* **What the exercise asks**
Whenever a line in the data holds the string "focal", pull that line out.

* **Data**

//! Person height estimation application for real-time camera streams.

use anyhow::{Context, Result};
use clap::Parser;
use log::info;
use person_height_estimation::{
    app::HeightApp,
    capture::{CameraSource, VideoSource},
    config::Config,
    face_detection::YuNetFaceDetector,
    mark_detection::FacemarkMesh,
    overlay::{LogOverlay, OverlaySink, WindowOverlay},
    pipeline::HeightPipeline,
    pose_estimation::OpenPoseEstimator,
    visual_tracker::CsrtTrackerFactory,
};
use opencv::core::Mat;

#[derive(Parser, Debug)]
#[command(author, version, about, long_about = None)]
struct Args {
    /// Camera index to use
    #[arg(long, default_value = "0")]
    cam: i32,

    /// Video file to process
    #[arg(short, long)]
    video: Option<String>,

    /// Path to configuration file (YAML format)
    #[arg(short = 'C', long)]
    config: Option<String>,

    /// Camera height above the ground in metres
    #[arg(long)]
    camera_height: Option<f64>,

    /// Run face detection on every Nth frame
    #[arg(long)]
    detect_every: Option<u64>,

    /// Do not open a window
    #[arg(long)]
    headless: bool,

    /// Enable debug output
    #[arg(short, long)]
    debug: bool,

    /// Print the effective configuration as YAML and exit
    #[arg(long)]
    print_config: bool,
}

fn load_config(args: &Args) -> Result<Config> {
    let mut config = match &args.config {
        Some(path) => {
            info!("Loading configuration from: {path}");
            Config::from_file(path).with_context(|| format!("Failed to load config {path}"))?
        }
        None => Config::default(),
    };

    if let Some(height) = args.camera_height {
        config.camera.height = height;
    }
    if let Some(every) = args.detect_every {
        config.detection.every_n_frames = every;
    }
    if args.headless {
        config.display.show_window = false;
    }

    config.validate().context("Invalid configuration")?;
    Ok(config)
}

fn main() -> Result<()> {
    // Parse command line arguments
    let args = Args::parse();

    // Initialize logger
    if args.debug {
        env_logger::init_from_env(env_logger::Env::new().default_filter_or("debug"));
    } else {
        env_logger::init_from_env(env_logger::Env::new().default_filter_or("info"));
    }

    let config = load_config(&args)?;

    if args.print_config {
        print!("{}", config.to_yaml()?);
        return Ok(());
    }

    info!("Person Height Estimation");
    info!(
        "Camera: fx={} fy={} cx={} cy={} height={} m",
        config.camera.fx, config.camera.fy, config.camera.cx, config.camera.cy, config.camera.height
    );

    let source = match &args.video {
        Some(path) => VideoSource::File(path.clone()),
        None => VideoSource::Camera(args.cam),
    };
    let capture = CameraSource::open(&source).context("Failed to open video source")?;

    let detector = YuNetFaceDetector::new(&config.models.face_detector, &config.detection)
        .context("Failed to load face detector")?;
    let mut pipeline =
        HeightPipeline::new(&config, Box::new(detector), Box::new(CsrtTrackerFactory))?;

    match (&config.models.facemark, config.verification.mesh_enabled) {
        (Some(path), true) => {
            let mesh = FacemarkMesh::new(path).context("Failed to load facemark model")?;
            pipeline = pipeline.with_landmark_mesh(Box::new(mesh));
        }
        (None, true) => info!("No facemark model configured, mesh verification off"),
        _ => {}
    }

    match &config.models.pose {
        Some(path) => {
            let pose = OpenPoseEstimator::new(
                path,
                config.models.pose_config.as_deref(),
                config.models.pose_threshold,
            )
            .context("Failed to load pose model")?;
            pipeline = pipeline.with_pose_estimator(Box::new(pose));
        }
        None => info!("No pose model configured, feet from box bottoms"),
    }

    let sink: Box<dyn OverlaySink<Mat>> = if config.display.show_window {
        Box::new(WindowOverlay::new(&config.display.window_title)?)
    } else {
        Box::new(LogOverlay)
    };

    let mut app = HeightApp::new(
        pipeline,
        Box::new(capture),
        sink,
        config.display.fps_log_interval,
    );
    let summary = app.run()?;
    info!(
        "Processed {} frames, {} people seen",
        summary.frames, summary.tracks_created
    );

    Ok(())
}
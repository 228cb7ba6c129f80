//! Axis-aligned pixel rectangles.

use crate::utils::safe_cast::f64_to_i32_clamp;
use nalgebra::Point2;
use serde::{Deserialize, Serialize};

/// Left-top-width-height pixel rectangle
#[derive(Debug, Clone, Copy, PartialEq, Eq, Default, Hash, Serialize, Deserialize)]
pub struct BBox {
    /// Left column
    pub x: i32,
    /// Top row
    pub y: i32,
    /// Width in pixels
    pub width: i32,
    /// Height in pixels
    pub height: i32,
}

impl BBox {
    #[must_use]
    pub const fn new(x: i32, y: i32, width: i32, height: i32) -> Self {
        Self { x, y, width, height }
    }

    /// Build a box from floating point tracker output, rounding towards zero
    #[must_use]
    pub fn from_f64(x: f64, y: f64, width: f64, height: f64) -> Self {
        Self {
            x: f64_to_i32_clamp(x, i32::MIN, i32::MAX),
            y: f64_to_i32_clamp(y, i32::MIN, i32::MAX),
            width: f64_to_i32_clamp(width, 0, i32::MAX),
            height: f64_to_i32_clamp(height, 0, i32::MAX),
        }
    }

    #[inline]
    #[must_use]
    pub fn right(&self) -> i64 {
        i64::from(self.x) + i64::from(self.width)
    }

    #[inline]
    #[must_use]
    pub fn bottom(&self) -> i64 {
        i64::from(self.y) + i64::from(self.height)
    }

    #[inline]
    #[must_use]
    pub fn area(&self) -> i64 {
        i64::from(self.width.max(0)) * i64::from(self.height.max(0))
    }

    #[inline]
    #[must_use]
    pub fn is_empty(&self) -> bool {
        self.width <= 0 || self.height <= 0
    }

    /// Area shared with `other`, zero when they do not overlap
    #[must_use]
    pub fn intersection_area(&self, other: &Self) -> i64 {
        let left = i64::from(self.x.max(other.x));
        let top = i64::from(self.y.max(other.y));
        let right = self.right().min(other.right());
        let bottom = self.bottom().min(other.bottom());

        if right <= left || bottom <= top {
            return 0;
        }

        (right - left) * (bottom - top)
    }

    /// Column of the vertical centre line
    #[inline]
    #[must_use]
    pub fn center_x(&self) -> f64 {
        f64::from(self.x) + f64::from(self.width) / 2.0
    }

    /// Top-centre point, used as the head position
    #[must_use]
    pub fn top_center(&self) -> Point2<f64> {
        Point2::new(self.center_x(), f64::from(self.y))
    }

    /// Bottom-centre point snapped to whole pixels, used as the fallback foot position
    #[must_use]
    pub fn bottom_center(&self) -> Point2<f64> {
        let u = (i64::from(self.x) + i64::from(self.width) / 2) as f64;
        Point2::new(u, self.bottom() as f64)
    }

    /// Clip to a `frame_width` x `frame_height` frame; the result never has negative extent
    #[must_use]
    pub fn clip_to(&self, frame_width: i32, frame_height: i32) -> Self {
        let fw = i64::from(frame_width.max(0));
        let fh = i64::from(frame_height.max(0));

        let left = i64::from(self.x).clamp(0, fw);
        let top = i64::from(self.y).clamp(0, fh);
        let right = self.right().clamp(0, fw);
        let bottom = self.bottom().clamp(0, fh);

        // all four values lie in [0, frame dimension] so they fit in i32
        Self {
            x: left as i32,
            y: top as i32,
            width: (right - left).max(0) as i32,
            height: (bottom - top).max(0) as i32,
        }
    }
}

#[cfg(feature = "opencv")]
impl From<BBox> for opencv::core::Rect {
    fn from(b: BBox) -> Self {
        opencv::core::Rect::new(b.x, b.y, b.width, b.height)
    }
}

#[cfg(feature = "opencv")]
impl From<opencv::core::Rect> for BBox {
    fn from(r: opencv::core::Rect) -> Self {
        BBox::new(r.x, r.y, r.width.max(0), r.height.max(0))
    }
}

#[cfg(test)]
mod tests {
    use super::*;

    #[test]
    fn test_intersection_area() {
        let a = BBox::new(0, 0, 10, 10);
        let b = BBox::new(5, 5, 10, 10);
        assert_eq!(a.intersection_area(&b), 25);
        assert_eq!(b.intersection_area(&a), 25);

        // Touching edges share no area
        let c = BBox::new(10, 0, 10, 10);
        assert_eq!(a.intersection_area(&c), 0);
    }

    #[test]
    fn test_anchor_points() {
        let b = BBox::new(100, 50, 41, 80);
        assert_eq!(b.top_center(), Point2::new(120.5, 50.0));
        assert_eq!(b.bottom_center(), Point2::new(120.0, 130.0));
    }

    #[test]
    fn test_clip_to_frame() {
        let b = BBox::new(-20, 700, 100, 100).clip_to(1280, 720);
        assert_eq!(b, BBox::new(0, 700, 80, 20));

        // Entirely outside
        let b = BBox::new(2000, 10, 50, 50).clip_to(1280, 720);
        assert!(b.is_empty());
        assert!(b.width >= 0 && b.height >= 0);
    }

    #[test]
    fn test_from_f64() {
        let b = BBox::from_f64(10.7, 20.2, 30.9, f64::NAN);
        assert_eq!(b, BBox::new(10, 20, 30, 0));
    }
}
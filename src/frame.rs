//! Frame abstraction shared by every collaborator.

use crate::bbox::BBox;
use crate::utils::safe_cast::u32_to_i32;
use image::RgbImage;

/// A captured image with known dimensions that can be cropped
pub trait Frame: Sized {
    /// Width in pixels
    fn width(&self) -> i32;

    /// Height in pixels
    fn height(&self) -> i32;

    /// Copy out the region `roi`. Returns `None` when the region clipped to
    /// the frame is empty.
    fn crop(&self, roi: &BBox) -> Option<Self>;

    /// The rectangle covering the whole frame
    fn bounds(&self) -> BBox {
        BBox::new(0, 0, self.width(), self.height())
    }
}

impl Frame for RgbImage {
    fn width(&self) -> i32 {
        u32_to_i32(self.dimensions().0).unwrap_or(i32::MAX)
    }

    fn height(&self) -> i32 {
        u32_to_i32(self.dimensions().1).unwrap_or(i32::MAX)
    }

    #[allow(clippy::cast_sign_loss)] // clipped boxes are non-negative
    fn crop(&self, roi: &BBox) -> Option<Self> {
        let roi = roi.clip_to(Frame::width(self), Frame::height(self));
        if roi.is_empty() {
            return None;
        }

        let view = image::imageops::crop_imm(
            self,
            roi.x as u32,
            roi.y as u32,
            roi.width as u32,
            roi.height as u32,
        );
        Some(view.to_image())
    }
}

#[cfg(feature = "opencv")]
impl Frame for opencv::core::Mat {
    fn width(&self) -> i32 {
        use opencv::prelude::MatTraitConst;
        self.cols()
    }

    fn height(&self) -> i32 {
        use opencv::prelude::MatTraitConst;
        self.rows()
    }

    fn crop(&self, roi: &BBox) -> Option<Self> {
        use opencv::prelude::MatTraitConst;

        let roi = roi.clip_to(Frame::width(self), Frame::height(self));
        if roi.is_empty() {
            return None;
        }

        let view = opencv::core::Mat::roi(self, roi.into()).ok()?;
        view.try_clone().ok()
    }
}

#[cfg(test)]
mod tests {
    use super::*;

    #[test]
    fn test_rgb_image_dimensions() {
        let frame = RgbImage::new(64, 48);
        assert_eq!(Frame::width(&frame), 64);
        assert_eq!(Frame::height(&frame), 48);
        assert_eq!(frame.bounds(), BBox::new(0, 0, 64, 48));
    }

    #[test]
    fn test_rgb_image_crop() {
        let mut frame = RgbImage::new(64, 48);
        frame.put_pixel(10, 12, image::Rgb([255, 0, 0]));

        let crop = frame.crop(&BBox::new(10, 12, 5, 6)).unwrap();
        assert_eq!(crop.dimensions(), (5, 6));
        assert_eq!(crop.get_pixel(0, 0), &image::Rgb([255, 0, 0]));
    }

    #[test]
    fn test_rgb_image_crop_clipped() {
        let frame = RgbImage::new(64, 48);

        let crop = frame.crop(&BBox::new(60, 40, 20, 20)).unwrap();
        assert_eq!(crop.dimensions(), (4, 8));

        assert!(frame.crop(&BBox::new(100, 100, 10, 10)).is_none());
        assert!(frame.crop(&BBox::new(10, 10, 0, 10)).is_none());
    }
}
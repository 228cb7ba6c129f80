//! Constants used throughout the application

/// Default horizontal focal length in pixels
pub const DEFAULT_FX: f64 = 1200.0;

/// Default vertical focal length in pixels
pub const DEFAULT_FY: f64 = 1200.0;

/// Default principal point column
pub const DEFAULT_CX: f64 = 640.0;

/// Default principal point row
pub const DEFAULT_CY: f64 = 360.0;

/// Default camera height above the ground plane, in metres
pub const DEFAULT_CAMERA_HEIGHT: f64 = 1.5;

/// Run full detection on every Nth frame
pub const DEFAULT_DETECT_EVERY_N_FRAMES: u64 = 5;

/// Consecutive failed updates tolerated before a track is retired
pub const DEFAULT_RETIREMENT_THRESHOLD: u32 = 30;

/// Minimum IoU for a candidate to claim an existing track
pub const DEFAULT_IOU_THRESHOLD: f64 = 0.2;

/// Face verification thresholds
pub const DEFAULT_FACE_SCORE_THRESHOLD: f32 = 0.9;
pub const DEFAULT_MIN_FACE_SIZE: i32 = 40;
pub const DEFAULT_MIN_FACE_ASPECT: f64 = 0.8;
pub const DEFAULT_MAX_FACE_ASPECT: f64 = 2.2;

/// Landmark mesh verification parameters
pub const DEFAULT_VERIFY_EVERY_N: u64 = 1;
pub const DEFAULT_MIN_MESH_LANDMARKS: usize = 200;
pub const MESH_LANDMARK_TOTAL: usize = 468;
pub const DEFAULT_ROI_PADDING_RATIO: f64 = 0.15;

/// Minimum heatmap confidence for an ankle keypoint
pub const DEFAULT_POSE_THRESHOLD: f32 = 0.1;

/// Number of height samples averaged per track
pub const DEFAULT_SMOOTHING_WINDOW: usize = 10;

/// Log the frame rate every N frames
pub const DEFAULT_FPS_LOG_INTERVAL: u64 = 10;

/// Rays with a vertical component below this never meet the ground
pub const RAY_PARALLEL_EPSILON: f64 = 1e-8;
use thiserror::Error;

#[derive(Error, Debug)]
pub enum NdjsonError {
    #[error("CSV processing error: {0}")]
    CsvError(#[from] csv::Error),

    #[error("IO error: {0}")]
    IoError(#[from] std::io::Error),

    #[error("Serialization error: {0}")]
    SerializationError(#[from] serde_json::Error),

    #[error("Encoding error: {0}")]
    EncodingError(#[from] std::string::FromUtf8Error),

    #[error("Configuration error: {message}")]
    ConfigError { message: String },

    #[error("Export failed: {message}")]
    ExportError { message: String },
}

pub type Result<T> = std::result::Result<T, NdjsonError>;
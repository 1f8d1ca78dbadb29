use crate::utils::error::{NdjsonError, Result};

pub trait Validate {
    fn validate(&self) -> Result<()>;
}

fn invalid(field_name: &str, value: &str, reason: &str) -> NdjsonError {
    NdjsonError::ConfigError {
        message: format!("{} ({:?}): {}", field_name, value, reason),
    }
}

pub fn validate_path(field_name: &str, path: &str) -> Result<()> {
    if path.is_empty() {
        return Err(invalid(field_name, path, "Path cannot be empty"));
    }

    if path.contains('\0') {
        return Err(invalid(field_name, path, "Path contains null bytes"));
    }

    Ok(())
}

pub fn validate_non_empty_string(field_name: &str, value: &str) -> Result<()> {
    if value.trim().is_empty() {
        return Err(invalid(
            field_name,
            value,
            "Value cannot be empty or whitespace-only",
        ));
    }
    Ok(())
}

/// Export file names are plain names, not paths; the sink decides where
/// they land.
pub fn validate_file_name(field_name: &str, name: &str) -> Result<()> {
    validate_non_empty_string(field_name, name)?;

    if name.contains('/') || name.contains('\\') {
        return Err(invalid(
            field_name,
            name,
            "File name must not contain path separators",
        ));
    }

    Ok(())
}

#[cfg(test)]
mod tests {
    use super::*;

    #[test]
    fn test_validate_path() {
        assert!(validate_path("input", "./data.ndjson").is_ok());
        assert!(validate_path("input", "").is_err());
        assert!(validate_path("input", "bad\0path").is_err());
    }

    #[test]
    fn test_validate_non_empty_string() {
        assert!(validate_non_empty_string("filter_key", "name").is_ok());
        assert!(validate_non_empty_string("filter_key", "   ").is_err());
    }

    #[test]
    fn test_validate_file_name() {
        assert!(validate_file_name("file_name", "export.json").is_ok());
        assert!(validate_file_name("file_name", "a/b.json").is_err());
        assert!(validate_file_name("file_name", "").is_err());
    }
}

* **Completed exercise**
/// Default horizontal focal length in pixels
/// Default vertical focal length in pixels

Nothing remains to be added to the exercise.